Tuesday, November 29, 2011

Preservation Foundation Presents Awards

Preservation Foundation President George Kegley announces awards.
Catawba's jubilant Christy Gabbard accepts award.
Big Lick Junction designer Lucas Thornton gets award.
Lisa Soltis of Roanoke City and Kay Dunkley of VT chat
Some of the usual suspects and a few newcomers are among the winners of the Roanoke Valley Preservation Foundation's Preservation Award winners. On the flip side, Carilion Clinic was cited with a Golden Bulldozer Award for the destruction of the 10-story, 60-year-old Carlton Terrace Building in downtown Roanoke.

The Carlton Terrace was built in 1949-1950 for $2.5 million and was most recently occupied by the Jefferson College of Health Sciences. Carilion moved that school into its Community Hospital.

The winners included:
  • Big Lick Junction/Community School
  • Meridium
  • Catawba Sustainable Communithy
  • Patrick Henry Hotel
  • City Market Building
  • Salem Historical Society Museum
  • Gazebo at Lake Spring Park in Salem
  • A Book on the Deyerle family builders by Michael Pulice
The Patrick Henry, Catawba Community and Carlton Terrace-Reed Building had been listed previously as endangered sites by the Preservation Foundation.

Big Lick Junction was built in 1925 as a three-story dry goods distribution warehouse downtown. Community School--employing Lucas Thornton, son of founder Linda Thornton, as its builder--renovated the building for its use recently.

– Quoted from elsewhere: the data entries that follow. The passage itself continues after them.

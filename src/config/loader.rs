//! Configuration loading from files (std only).

use std::fs;
use std::path::Path;

use crate::error::{ConfigError, Error, Result};

use super::GantryConfig;

/// Load configuration from a TOML file.
///
/// # Errors
///
/// Returns an error if the file cannot be read, parsed, or fails validation.
///
/// # Example
///
/// ```rust,ignore
/// use gantry_motion::load_config;
///
/// let config = load_config("gantry.toml")?;
/// ```
pub fn load_config<P: AsRef<Path>>(path: P) -> Result<GantryConfig> {
    let content = fs::read_to_string(path.as_ref()).map_err(|e| {
        let msg = truncated(&e.to_string());
        Error::Config(ConfigError::IoError(msg))
    })?;

    parse_config(&content)
}

/// Parse configuration from a TOML string.
///
/// # Errors
///
/// Returns an error if the TOML is invalid or fails validation.
pub fn parse_config(content: &str) -> Result<GantryConfig> {
    let config: GantryConfig = toml::from_str(content).map_err(|e| {
        let msg = truncated(e.message());
        Error::Config(ConfigError::ParseError(msg))
    })?;

    super::validation::validate_config(&config)?;

    Ok(config)
}

fn truncated(text: &str) -> heapless::String<128> {
    let mut out = heapless::String::new();
    for c in text.chars() {
        if out.push(c).is_err() {
            break;
        }
    }
    out
}
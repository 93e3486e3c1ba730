//! Configuration module for gantry-motion.
//!
//! Provides types for loading and validating gantry calibration from TOML
//! files (with `std` feature) or pre-parsed data.

mod axis;
mod board;
mod magnet;
mod motion;
mod system;
pub mod units;
#[cfg(feature = "std")]
mod loader;
mod validation;
mod wave;

pub use axis::{AxisConfig, DEFAULT_STEP_DELAY_US, DEFAULT_STEP_PULSE_US};
pub use board::{BoardGeometry, DriveTrain};
pub use magnet::ElectromagnetConfig;
pub use motion::{
    HomingConfig, MotionConfig, DEFAULT_ACCEL_STEPS, DEFAULT_DIAGONAL_FACTOR,
    DEFAULT_HOME_STEP_DELAY_US, DEFAULT_MAX_STEP_DELAY_US, DEFAULT_MIN_STEP_DELAY_US,
};
pub use system::{AxesConfig, GantryConfig};
pub use validation::validate_config;
pub use wave::{
    WaveConfig, DAEMON_MAX_PULSES_PER_WAVE, DEFAULT_DAEMON_PORT, DEFAULT_MAX_PULSES_PER_WAVE,
    MAX_WAVE_GPIO,
};

#[cfg(feature = "std")]
pub use loader::{load_config, parse_config};

// Re-export unit types at config level
pub use units::{Microseconds, Microsteps, Millimeters, Steps};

President George Kegley presents Golden Bulldozer Award
Meridium renovated a nearby building for use as its world headquarters. The software company is in a building that has often been at the center of attention because of the bizarre color it was painted in the past.

The Catawba Sustainability Center (part of Virginia Tech) is using 400 acres for environmental practices research. A community group helped secure the land and buildings for preservation and for use.

Ed Walker's renovation of the Patrick Henry Hotel is just the latest in a string of downtown renovations that have brought considerable acclaim to him and those who have worked closely with him. This is his second straight preservation award.

Roanoke's City Market Building renovation--though controversial from the standpoint of the city using an out of town architectural firm--is the latest effort to preserve the building, built in 1921 after the original building burned.

Salem's museum is a former home in downtown Salem, built in 1845 and the new renovation has been hailed for its green features. Lake Spring Park's gazebo, near the museum, was damaged by a truck last year, but renovated and restored to its 1909 beauty.

Michael Pulice wrote Nineteenth Century Brick Architecture in the Roanoke Valley and Beyond: Discovering the True Legacy of the Deyerle Builders.